**Work required:**
Could you set down exactly the lines of the data below, starting at the one that holds "anything creates files" and ending at the one that holds "let dest_dir = match", both included, and only those?

*** Available records Section Begins ***

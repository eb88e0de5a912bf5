//! Persistent state that remembers nothing

use super::{ForEachFn, PersistentState};
use crate::error::Result;

/// Reads find nothing and writes are discarded
#[derive(Debug, Default, Clone, Copy)]
pub struct NullPersistentState;

impl PersistentState for NullPersistentState {
    fn get(&self, _bucket: &str, _key: &[u8]) -> Result<Option<Vec<u8>>> {
        Ok(None)
    }

    fn set(&self, _bucket: &str, _key: &[u8], _value: &[u8]) -> Result<()> {
        Ok(())
    }

    fn delete(&self, _bucket: &str, _key: &[u8]) -> Result<()> {
        Ok(())
    }

    fn delete_bucket(&self, _bucket: &str) -> Result<()> {
        Ok(())
    }

    fn for_each(&self, _bucket: &str, _f: &mut ForEachFn<'_>) -> Result<()> {
        Ok(())
    }

    fn buckets(&self) -> Result<Vec<String>> {
        Ok(Vec::new())
    }
}
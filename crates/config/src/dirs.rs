//! XDG directory utilities
//!
//! Defaults follow the XDG Base Directory specification via the `xdg` crate:
//! - `XDG_CONFIG_HOME` defaults to ~/.config
//! - `XDG_DATA_HOME` defaults to ~/.local/share

use std::path::PathBuf;
use xdg::BaseDirectories;

/// The hearth config directory
///
/// Returns `$XDG_CONFIG_HOME/hearth` or `~/.config/hearth`
#[must_use]
pub fn config_dir() -> Option<PathBuf> {
    BaseDirectories::with_prefix("hearth").get_config_home()
}

/// The hearth data directory
///
/// Returns `$XDG_DATA_HOME/hearth` or `~/.local/share/hearth`
#[must_use]
pub fn data_dir() -> Option<PathBuf> {
    BaseDirectories::with_prefix("hearth").get_data_home()
}

/// Default source directory
#[must_use]
pub fn default_source_dir() -> Option<PathBuf> {
    data_dir()
}

/// Default config file, `hearth.toml` in [`config_dir`]
#[must_use]
pub fn default_config_file() -> Option<PathBuf> {
    config_dir().map(|d| d.join("hearth.toml"))
}

/// Default persistent state file, `hearthstate.redb` in [`config_dir`]
#[must_use]
pub fn default_persistent_state() -> Option<PathBuf> {
    config_dir().map(|d| d.join("hearthstate.redb"))
}
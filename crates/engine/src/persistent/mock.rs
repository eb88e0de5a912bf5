//! In-memory persistent state

use super::{ForEachFn, PersistentState};
use crate::error::{Error, Result};
use std::collections::BTreeMap;
use std::sync::{RwLock, RwLockReadGuard, RwLockWriteGuard};

/// Inner map: key/value pairs within a bucket
type BucketData = BTreeMap<Vec<u8>, Vec<u8>>;
/// Outer map: bucket name to bucket data
type StateData = BTreeMap<String, BucketData>;

/// Persistent state held in memory, for tests and one-shot runs
#[derive(Debug, Default)]
pub struct MockPersistentState {
    data: RwLock<StateData>,
}

impl MockPersistentState {
    /// An empty store
    pub fn new() -> Self {
        Self::default()
    }

    fn read(&self) -> Result<RwLockReadGuard<'_, StateData>> {
        self.data
            .read()
            .map_err(|_| Error::State("state lock poisoned".to_string()))
    }

    fn write(&self) -> Result<RwLockWriteGuard<'_, StateData>> {
        self.data
            .write()
            .map_err(|_| Error::State("state lock poisoned".to_string()))
    }
}

impl PersistentState for MockPersistentState {
    fn get(&self, bucket: &str, key: &[u8]) -> Result<Option<Vec<u8>>> {
        Ok(self.read()?.get(bucket).and_then(|b| b.get(key).cloned()))
    }

    fn set(&self, bucket: &str, key: &[u8], value: &[u8]) -> Result<()> {
        self.write()?
            .entry(bucket.to_string())
            .or_default()
            .insert(key.to_vec(), value.to_vec());
        Ok(())
    }

    fn delete(&self, bucket: &str, key: &[u8]) -> Result<()> {
        if let Some(bucket_data) = self.write()?.get_mut(bucket) {
            bucket_data.remove(key);
        }
        Ok(())
    }

    fn delete_bucket(&self, bucket: &str) -> Result<()> {
        self.write()?.remove(bucket);
        Ok(())
    }

    fn for_each(&self, bucket: &str, f: &mut ForEachFn<'_>) -> Result<()> {
        // Snapshot so the callback may write back into this store
        let entries = self.read()?.get(bucket).cloned().unwrap_or_default();
        for (k, v) in &entries {
            f(k, v)?;
        }
        Ok(())
    }

    fn buckets(&self) -> Result<Vec<String>> {
        Ok(self.read()?.keys().cloned().collect())
    }
}
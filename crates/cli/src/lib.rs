//! Hearth CLI library
//!
//! The command-line front end of hearth: argument parsing, configuration
//! and logging setup, and one module per subcommand.

pub mod cmd;
pub mod command;
pub mod common;
pub mod error;
pub mod stats;

use anyhow::{Context, Result};
use clap::{Parser, Subcommand};
use hearth_config::Config;
use std::path::PathBuf;

use command::Command;
use common::{ResolvedPaths, RuntimeContext, expand_tilde};

const LONG_VERSION: &str = concat!(
    env!("CARGO_PKG_VERSION"),
    "\nbuilt:  ",
    env!("VERGEN_BUILD_DATE"),
    "\nrustc:  ",
    env!("VERGEN_RUSTC_SEMVER"),
);

/// Hearth - a dotfile manager that reads chezmoi source trees
#[derive(Parser)]
#[command(name = "hearth")]
#[command(about = "Manage your dotfiles with hearth")]
#[command(version, long_version = LONG_VERSION)]
pub struct Cli {
    /// Path to the source directory
    #[arg(short = 'S', long, env = "HEARTH_SOURCE_DIR", value_name = "DIR")]
    pub source: Option<PathBuf>,

    /// Path to the destination directory (usually $HOME)
    #[arg(short = 'D', long, env = "HEARTH_DEST_DIR", value_name = "DIR")]
    pub dest: Option<PathBuf>,

    /// Path to the config file
    #[arg(short, long, env = "HEARTH_CONFIG", value_name = "FILE")]
    pub config: Option<PathBuf>,

    /// Enable verbose output (shows DEBUG level logs)
    #[arg(short, long, global = true)]
    pub verbose: bool,

    /// Log every filesystem, state and encryption call
    #[arg(long, global = true)]
    pub debug: bool,

    /// Write logs to a file
    #[arg(long, env = "HEARTH_LOG_FILE", value_name = "FILE")]
    pub log_file: Option<PathBuf>,

    /// Subcommand to execute
    #[command(subcommand)]
    pub command: Commands,
}

/// Available commands
#[derive(Subcommand)]
pub enum Commands {
    /// Add targets to the source directory
    Add(cmd::add::AddCommand),

    /// Apply the source state to the destination
    Apply(cmd::apply::ApplyCommand),

    /// Write the target state to an archive
    Archive(cmd::archive::ArchiveCommand),

    /// Show differences between the target state and the destination
    Diff(cmd::diff::DiffCommand),

    /// Print the target state as JSON, TOML or YAML
    Dump(cmd::dump::DumpCommand),

    /// Import an archive into the source directory
    Import(cmd::import::ImportCommand),

    /// Show which targets an apply would change
    Status(cmd::status::StatusCommand),

    /// Manage the persistent state
    #[command(subcommand)]
    State(cmd::state::StateCommand),
}

/// Run the command against the resolved context
fn execute_command(command: &Commands, context: &RuntimeContext) -> Result<()> {
    match command {
        Commands::Add(add) => {
            add.execute(context)?;
        }
        Commands::Apply(apply) => {
            apply.execute(context)?;
        }
        Commands::Archive(archive) => archive.execute(context)?,
        Commands::Diff(diff) => diff.execute(context)?,
        Commands::Dump(dump) => dump.execute(context)?,
        Commands::Import(import) => {
            import.execute(context)?;
        }
        Commands::Status(status) => {
            status.execute(context)?;
        }
        Commands::State(state) => state.execute(context)?,
    }
    Ok(())
}

/// The config file to load: `--config`, or the default file when it exists
fn config_file(cli: &Cli) -> Option<PathBuf> {
    match &cli.config {
        Some(path) => Some(expand_tilde(path)),
        None => hearth_config::default_config_file().filter(|path| path.is_file()),
    }
}

/// Build the runtime context from the command line and configuration
///
/// # Errors
///
/// Returns an error if the configuration cannot be loaded or the
/// directories cannot be resolved
pub fn context(cli: &Cli) -> Result<RuntimeContext> {
    // read before anything creates files
    let process_umask = hearth_config::umask::current();

    let config_file = config_file(cli);
    let config = match &config_file {
        Some(path) => Config::load(path)?,
        None => Config::default(),
    };

    let source_dir = match &cli.source {
        Some(dir) => expand_tilde(dir),
        None => config.source_dir()?,
    };
    let dest_dir = match &cli.dest {
        Some(dir) => expand_tilde(dir),
        None => config.dest_dir()?,
    };
    let paths = ResolvedPaths::resolve(&source_dir, &dest_dir)?;

    let mut context = RuntimeContext::new(config, paths, process_umask)?;
    context.config_file = config_file;
    context.debug = cli.debug;
    tracing::debug!(
        source = %context.source_dir(),
        dest = %context.dest_dir(),
        umask = %context.umask,
        "resolved context"
    );
    Ok(context)
}

/// Entry point for the `hearth` binary
///
/// # Errors
///
/// Returns an error if:
/// - Logging initialization fails
/// - Configuration loading fails
/// - Source or destination directories cannot be determined
/// - Command execution fails
pub fn run(cli: Cli) -> Result<()> {
    hearth_config::logging::init(cli.verbose || cli.debug, cli.log_file.as_deref())
        .context("Failed to initialize logging")?;

    let context = context(&cli)?;
    execute_command(&cli.command, &context)
}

*** Available records Section Ends ***

**Exercise result:**
    // read before anything creates files
    let process_umask = hearth_config::umask::current();

    let config_file = config_file(cli);
    let config = match &config_file {
        Some(path) => Config::load(path)?,
        None => Config::default(),
    };

    let source_dir = match &cli.source {
        Some(dir) => expand_tilde(dir),
        None => config.source_dir()?,
    };
    let dest_dir = match &cli.dest {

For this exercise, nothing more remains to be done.